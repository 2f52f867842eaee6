//! Turns column picks into chart requests.
//!
//! Every function here is pure: it reads tables and selections and returns a
//! [`ChartOutcome`]. Nothing is drawn and nothing is cached.

use thiserror::Error;

use crate::chart::{Chart, ChartKind, ChartOutcome, ChartRequest, NamedSeries};
use crate::data::align::align;
use crate::data::model::{Table, Value};
use crate::data::select::{select, select_single, ColumnSelection, UnknownColumn};

pub const COMPARISON_TITLE: &str = "Dynamic Comparison of Datasets";

/// Why a button press produced a message instead of a chart.
#[derive(Debug, Clone, PartialEq, Eq, Error)]
pub enum PlanWarning {
    #[error("Please select at least one column.")]
    EmptySelection,
    #[error("Select one column from each dataset to compare.")]
    MissingComparisonColumn,
    #[error("Upload both CSV files to compare them.")]
    MissingUpload,
    #[error("A pie chart needs two columns: the first gives the labels, the second the slice sizes.")]
    PieNeedsTwoColumns,
    #[error("Column '{0}' contains text and cannot be plotted as a line or bar chart.")]
    NotNumeric(String),
    #[error("Column '{0}' has text or negative values and cannot size pie slices.")]
    InvalidPieValues(String),
    #[error("Column '{0}' has nothing to draw: every slice would be empty.")]
    EmptyPie(String),
    #[error(transparent)]
    UnknownColumn(#[from] UnknownColumn),
}

// ---------------------------------------------------------------------------
// Static visualization (remote dataset)
// ---------------------------------------------------------------------------

/// Chart the picked columns of one table.
///
/// Line and bar draw one series per column in pick order. Pie takes the
/// first pick as labels and the second as slice sizes; further picks are
/// ignored.
pub fn plan_static(table: &Table, selection: &ColumnSelection, kind: ChartKind) -> ChartOutcome {
    let planned = static_request(table, selection, kind).map(|request| {
        vec![Chart {
            title: format!("Static Visualization for {}", selection.names().join(", ")),
            request,
        }]
    });
    planned.into()
}

fn static_request(
    table: &Table,
    selection: &ColumnSelection,
    kind: ChartKind,
) -> Result<ChartRequest, PlanWarning> {
    if selection.is_empty() {
        return Err(PlanWarning::EmptySelection);
    }
    let view = select(table, selection.names())?;

    match kind {
        ChartKind::Line | ChartKind::Bar => {
            let series = view
                .columns()
                .iter()
                .map(|c| numeric_series(&c.name, &c.values))
                .collect::<Result<Vec<_>, _>>()?;
            Ok(series_request(kind, series))
        }
        ChartKind::Pie => {
            let [labels, sizes, ..] = view.columns() else {
                return Err(PlanWarning::PieNeedsTwoColumns);
            };
            pie_request(&labels.values, &sizes.name, &sizes.values)
        }
    }
}

// ---------------------------------------------------------------------------
// Dynamic visualization (two uploads)
// ---------------------------------------------------------------------------

/// Compare one column of each table over their aligned prefix.
///
/// For pie charts `column_a` supplies the labels and `column_b` the slice
/// sizes. The roles are not interchangeable.
pub fn plan_comparison(
    table_a: &Table,
    column_a: Option<&str>,
    table_b: &Table,
    column_b: Option<&str>,
    kind: ChartKind,
) -> ChartOutcome {
    let planned = comparison_request(table_a, column_a, table_b, column_b, kind).map(|request| {
        vec![Chart {
            title: COMPARISON_TITLE.to_string(),
            request,
        }]
    });
    planned.into()
}

fn comparison_request(
    table_a: &Table,
    column_a: Option<&str>,
    table_b: &Table,
    column_b: Option<&str>,
    kind: ChartKind,
) -> Result<ChartRequest, PlanWarning> {
    let (Some(column_a), Some(column_b)) = (column_a, column_b) else {
        return Err(PlanWarning::MissingComparisonColumn);
    };
    let (a, b) = align(
        select_single(table_a, column_a)?,
        select_single(table_b, column_b)?,
    );

    match kind {
        ChartKind::Line | ChartKind::Bar => {
            let (label_a, label_b) = comparison_labels(column_a, column_b);
            let series = vec![numeric_series(&label_a, a)?, numeric_series(&label_b, b)?];
            Ok(series_request(kind, series))
        }
        ChartKind::Pie => pie_request(a, column_b, b),
    }
}

/// Plot each table's picks in its own line chart, at full length.
pub fn plan_side_by_side(
    table_a: &Table,
    selection_a: &ColumnSelection,
    table_b: &Table,
    selection_b: &ColumnSelection,
) -> ChartOutcome {
    side_by_side_charts(table_a, selection_a, table_b, selection_b).into()
}
use eframe::egui;

use crate::auth::session::AuthState;
use crate::color;
use crate::config::AppConfig;
use crate::state::AppState;
use crate::ui::{login, panels, views};

// ---------------------------------------------------------------------------
// eframe App implementation
// ---------------------------------------------------------------------------

pub struct EnergyDashboardApp {
    pub state: AppState,
}

impl EnergyDashboardApp {
    pub fn new(config: AppConfig) -> Self {
        Self {
            state: AppState::new(config),
        }
    }
}

impl eframe::App for EnergyDashboardApp {
    fn update(&mut self, ctx: &egui::Context, _frame: &mut eframe::Frame) {
        // ---- Anonymous: login form only ----
        if self.state.session.state() == AuthState::Anonymous {
            egui::CentralPanel::default().show(ctx, |ui| {
                login::login_screen(ui, &mut self.state);
            });
            return;
        }

        // Blocks this frame on first pass after login.
        self.state.ensure_dataset();

        // ---- Top panel: menu bar ----
        egui::TopBottomPanel::top("top_bar").show(ctx, |ui| {
            panels::top_bar(ui, &mut self.state);
        });

        // ---- Left side panel: options ----
        egui::SidePanel::left("options_panel")
            .default_width(240.0)
            .resizable(true)
            .frame(egui::Frame::side_top_panel(&ctx.style()).fill(color::SIDEBAR))
            .show(ctx, |ui| {
                panels::side_panel(ui, &mut self.state);
            });

        // ---- Central panel: visualization ----
        egui::CentralPanel::default().show(ctx, |ui| {
            views::central_panel(ui, &mut self.state);
        });
    }
}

──────────────────────────────

▸ TASK DIRECTIONS
Everything above from the line with "eframe App implementation" to the line with "Central panel: visualization", both included, must be repeated exactly, and nothing outside that range.

▸ RESPONSE
// eframe App implementation
// ---------------------------------------------------------------------------

pub struct EnergyDashboardApp {
    pub state: AppState,
}

impl EnergyDashboardApp {
    pub fn new(config: AppConfig) -> Self {
        Self {
            state: AppState::new(config),
        }
    }
}

impl eframe::App for EnergyDashboardApp {
    fn update(&mut self, ctx: &egui::Context, _frame: &mut eframe::Frame) {
        // ---- Anonymous: login form only ----
        if self.state.session.state() == AuthState::Anonymous {
            egui::CentralPanel::default().show(ctx, |ui| {
                login::login_screen(ui, &mut self.state);
            });
            return;
        }

        // Blocks this frame on first pass after login.
        self.state.ensure_dataset();

        // ---- Top panel: menu bar ----
        egui::TopBottomPanel::top("top_bar").show(ctx, |ui| {
            panels::top_bar(ui, &mut self.state);
        });

        // ---- Left side panel: options ----
        egui::SidePanel::left("options_panel")
            .default_width(240.0)
            .resizable(true)
            .frame(egui::Frame::side_top_panel(&ctx.style()).fill(color::SIDEBAR))
            .show(ctx, |ui| {
                panels::side_panel(ui, &mut self.state);
            });

        // ---- Central panel: visualization ----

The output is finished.